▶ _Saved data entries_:
+===+

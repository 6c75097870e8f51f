//! Property-based testing for vaultkeeper
//!
//! Uses proptest to check the revision history invariants across
//! randomly generated dates, paths and directory scans.

use ::vaultkeeper::*;
use chrono::{DateTime, Duration, TimeZone, Utc};
use proptest::prelude::*;
use std::collections::BTreeSet;
use std::path::{Path, PathBuf};

fn base_date() -> DateTime<Utc> {
    Utc.with_ymd_and_hms(2024, 1, 1, 0, 0, 0).unwrap()
}

fn file_revision(date: DateTime<Utc>, seed: u64) -> FileRevision {
    FileRevision {
        date,
        identifier: RevisionIdentifier::with_handler(format!("guid-{seed}"), "store"),
        original_size: seed,
        stored_size: seed,
    }
}

/// Strictly increasing offsets in seconds from the base date
fn increasing_offsets() -> impl Strategy<Value = Vec<i64>> {
    prop::collection::vec(1i64..10_000, 1..20).prop_map(|gaps| {
        gaps.iter()
            .scan(0i64, |total, gap| {
                *total += gap;
                Some(*total)
            })
            .collect()
    })
}

/// Random absolute file paths, one to four levels deep
fn path_strategy() -> impl Strategy<Value = PathBuf> {
    (prop::collection::vec("[a-z]{1,8}", 0..=3), "[a-z]{1,8}\\.(txt|bin)").prop_map(|(dirs, file)| {
        let mut path = PathBuf::from("/");
        for dir in dirs {
            path.push(dir);
        }
        path.push(file);
        path
    })
}

fn snapshot(tree: &RevisionTree, path: &Path) -> (usize, Vec<Revision>, Option<BTreeSet<String>>) {
    let parent = path.parent().unwrap_or(Path::new("/"));
    (
        tree.node_count(),
        tree.history(path).to_vec(),
        tree.children_as_of(parent, None),
    )
}

proptest! {
    #![proptest_config(ProptestConfig::with_cases(64))]

    #[test]
    fn prop_find_revision_returns_latest_not_after(
        path in path_strategy(),
        offsets in increasing_offsets(),
        query_offset in -10i64..200_000,
    ) {
        let mut tree = RevisionTree::new();
        for (i, offset) in offsets.iter().enumerate() {
            tree.record_file_revision(&path, file_revision(base_date() + Duration::seconds(*offset), i as u64))
                .unwrap();
        }

        let as_of = base_date() + Duration::seconds(query_offset);
        let expected = offsets.iter().rposition(|o| *o <= query_offset);
        let found = tree.find_revision(&path, Some(as_of));
        match expected {
            None => prop_assert!(found.is_none()),
            Some(index) => {
                let found = found.and_then(Revision::as_file).map(|f| f.original_size);
                prop_assert_eq!(found, Some(index as u64));
            }
        }

        let latest = tree.find_revision(&path, None).map(Revision::date);
        prop_assert_eq!(latest, Some(base_date() + Duration::seconds(*offsets.last().unwrap())));
    }

    #[test]
    fn prop_out_of_order_append_is_rejected_without_change(
        path in path_strategy(),
        offsets in increasing_offsets(),
        back in 0i64..20_000,
    ) {
        let mut tree = RevisionTree::new();
        for (i, offset) in offsets.iter().enumerate() {
            tree.record_file_revision(&path, file_revision(base_date() + Duration::seconds(*offset), i as u64))
                .unwrap();
        }
        let before = snapshot(&tree, &path);

        let last = *offsets.last().unwrap();
        let stale = base_date() + Duration::seconds(last - back);
        let err = tree.record_file_revision(&path, file_revision(stale, 999)).unwrap_err();
        prop_assert_eq!(err.kind(), ErrorKind::HistoryOrderingViolation);
        prop_assert_eq!(snapshot(&tree, &path), before);
        prop_assert!(!tree.identifier_in_use("guid-999"));
    }

    #[test]
    fn prop_membership_tracks_scans(
        names in prop::collection::btree_set("[a-z]{1,6}", 1..12),
        keep_mask in prop::collection::vec(any::<bool>(), 12),
    ) {
        let dir = PathBuf::from("/data");
        let first = base_date();
        let second = first + Duration::hours(1);

        let mut tree = RevisionTree::new();
        for (i, name) in names.iter().enumerate() {
            tree.record_file_revision(&dir.join(name), file_revision(first, i as u64)).unwrap();
        }
        prop_assert_eq!(tree.children_as_of(&dir, None), Some(names.clone()));

        let kept: BTreeSet<String> = names
            .iter()
            .zip(&keep_mask)
            .filter(|(_, keep)| **keep)
            .map(|(name, _)| name.clone())
            .collect();
        let present: Vec<&str> = kept.iter().map(String::as_str).collect();
        let removed = tree.update_directory_membership(&dir, second, &present).unwrap();
        prop_assert_eq!(removed.len(), names.len() - kept.len());

        prop_assert_eq!(tree.children_as_of(&dir, None), Some(kept.clone()));
        prop_assert_eq!(tree.children_as_of(&dir, Some(first)), Some(names.clone()));

        // Scanning again with the same listing changes nothing
        let again = tree.update_directory_membership(&dir, second + Duration::hours(1), &present).unwrap();
        prop_assert!(again.is_empty());
        prop_assert_eq!(tree.children_as_of(&dir, None), Some(kept));
    }
}
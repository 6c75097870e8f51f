//! The backup database: a revision tree behind one lock, with persistence
//!
//! [`BackupDatabase`] owns the [`RevisionTree`] and its index file. Every read
//! and mutation goes through a single exclusive lock. After a mutation
//! commits, the lock is released and only then are change listeners called,
//! so a listener may read the database again without deadlocking.
//!
//! The index is saved atomically. Mutations are counted, and once the count
//! reaches the autosave threshold the index is written as part of the
//! mutation that crossed it.

use crate::error::{Result, VaultError};
use crate::index::{decode_tree, encode_tree, read_index, write_index};
use crate::revision::{FileRevision, Revision};
use crate::tree::{NodeId, RemovedRevision, RevisionTree};
use chrono::{DateTime, Utc};
use parking_lot::{Mutex, RwLock};
use std::path::{Path, PathBuf};
use std::sync::Arc;
use tracing::{debug, info, warn};

/// Default number of mutations between automatic saves
pub const DEFAULT_AUTOSAVE_THRESHOLD: usize = 50;

/// Notification posted after the database changes
#[derive(Debug, Clone, Copy, PartialEq, Eq)]
pub enum DatabaseEvent {
    /// A mutation was committed
    Changed,
    /// The index was written to disk
    Saved,
    /// The whole tree was replaced (index recovery)
    Replaced,
}

/// Callback receiving [`DatabaseEvent`]s
pub type DatabaseListener = Arc<dyn Fn(DatabaseEvent) + Send + Sync>;

struct DatabaseState {
    tree: RevisionTree,
    unsaved: usize,
}

/// Revision tree plus index persistence and change notification
pub struct BackupDatabase {
    path: PathBuf,
    autosave_threshold: usize,
    state: Mutex<DatabaseState>,
    listeners: RwLock<Vec<DatabaseListener>>,
}

impl std::fmt::Debug for BackupDatabase {
    fn fmt(&self, f: &mut std::fmt::Formatter<'_>) -> std::fmt::Result {
        f.debug_struct("BackupDatabase")
            .field("path", &self.path)
            .field("autosave_threshold", &self.autosave_threshold)
            .field("listeners", &self.listeners.read().len())
            .finish()
    }
}

impl BackupDatabase {
    /// Open the index at `path`, or start an empty tree if none exists
    ///
    /// # Arguments
    ///
    /// * `path` - Index file location
    /// * `autosave_threshold` - Mutations between automatic saves (0 disables)
    ///
    /// # Errors
    ///
    /// - [`VaultError::CorruptIndex`] or [`VaultError::Bincode`] if an
    ///   existing index cannot be decoded
    pub fn open_or_create(path: &Path, autosave_threshold: usize) -> Result<Self> {
        let tree = if path.exists() {
            read_index(path)?
        } else {
            info!("No index at {:?}, starting an empty tree", path);
            RevisionTree::new()
        };
        Ok(Self::with_tree(path, tree, autosave_threshold))
    }

    fn with_tree(path: &Path, tree: RevisionTree, autosave_threshold: usize) -> Self {
        Self {
            path: path.to_path_buf(),
            autosave_threshold,
            state: Mutex::new(DatabaseState { tree, unsaved: 0 }),
            listeners: RwLock::new(Vec::new()),
        }
    }

    /// Index file location
    pub fn path(&self) -> &Path {
        &self.path
    }

    /// Register a change listener
    pub fn subscribe(&self, listener: DatabaseListener) {
        self.listeners.write().push(listener);
    }

    fn notify(&self, event: DatabaseEvent) {
        let listeners = self.listeners.read().clone();
        for listener in listeners {
            listener(event);
        }
    }

    /// Run a read-only query against the tree
    pub fn read<R>(&self, query: impl FnOnce(&RevisionTree) -> R) -> R {
        query(&self.state.lock().tree)
    }

    /// Apply a mutation to the tree
    ///
    /// On success the mutation is counted towards autosave and listeners are
    /// notified once the lock has been released. A failed mutation counts
    /// for nothing.
    pub fn mutate<R>(&self, mutation: impl FnOnce(&mut RevisionTree) -> Result<R>) -> Result<R> {
        let mut saved = false;
        let result = {
            let mut state = self.state.lock();
            let result = mutation(&mut state.tree)?;
            state.unsaved += 1;
            if self.autosave_threshold > 0 && state.unsaved >= self.autosave_threshold {
                match write_index(&self.path, &state.tree) {
                    Ok(_) => {
                        state.unsaved = 0;
                        saved = true;
                        debug!("Autosaved index after {} mutations", self.autosave_threshold);
                    }
                    Err(e) => warn!("Autosave of {:?} failed: {}", self.path, e),
                }
            }
            result
        };
        self.notify(DatabaseEvent::Changed);
        if saved {
            self.notify(DatabaseEvent::Saved);
        }
        Ok(result)
    }

    /// Write the index now
    ///
    /// Returns the index size in bytes.
    pub fn save(&self) -> Result<u64> {
        let written = {
            let mut state = self.state.lock();
            let written = write_index(&self.path, &state.tree)?;
            state.unsaved = 0;
            written
        };
        self.notify(DatabaseEvent::Saved);
        Ok(written)
    }

    /// Mutations since the last save
    pub fn unsaved_changes(&self) -> usize {
        self.state.lock().unsaved
    }

    /// Current tree in index format
    pub fn encode(&self) -> Result<Vec<u8>> {
        self.read(encode_tree)
    }

    /// Replace the whole tree with one decoded from index bytes
    pub fn replace_from_index(&self, bytes: &[u8]) -> Result<()> {
        let tree = decode_tree(bytes)?;
        {
            let mut state = self.state.lock();
            state.tree = tree;
            state.unsaved += 1;
        }
        self.notify(DatabaseEvent::Replaced);
        Ok(())
    }

    /// See [`RevisionTree::record_file_revision`]
    pub fn record_file_revision(&self, path: &Path, revision: FileRevision) -> Result<NodeId> {
        self.mutate(|tree| tree.record_file_revision(path, revision))
    }

    /// See [`RevisionTree::update_directory_membership`]
    pub fn update_directory_membership<S: AsRef<str>>(
        &self,
        path: &Path,
        date: DateTime<Utc>,
        present: &[S],
    ) -> Result<Vec<String>> {
        self.mutate(|tree| tree.update_directory_membership(path, date, present))
    }

    /// See [`RevisionTree::remove_file_revision`]
    pub fn remove_file_revision(&self, id: NodeId, date: DateTime<Utc>) -> Result<RemovedRevision> {
        self.mutate(|tree| tree.remove_file_revision(id, date))
    }

    /// Revision of `path` governing `as_of`
    pub fn find_revision(&self, path: &Path, as_of: Option<DateTime<Utc>>) -> Option<Revision> {
        self.read(|tree| tree.find_revision(path, as_of).cloned())
    }

    /// Full history of `path`
    pub fn history(&self, path: &Path) -> Vec<Revision> {
        self.read(|tree| tree.history(path).to_vec())
    }

    /// Stored bytes under `path` (cached aggregate)
    pub fn backed_up_size(&self, path: &Path) -> Result<u64> {
        self.read(|tree| {
            tree.find_node(path)
                .and_then(|id| tree.backed_up_size(id))
                .ok_or_else(|| VaultError::NotFound(path.to_path_buf()))
        })
    }
}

+===+

▶ _EXERCISE BRIEF_:
List every line from the entries above in which "written" appears.

▶ _EXERCISE RESULT_:
//! reaches the autosave threshold the index is written as part of the
    /// The index was written to disk
        let written = {
            let written = write_index(&self.path, &state.tree)?;
            written
        Ok(written)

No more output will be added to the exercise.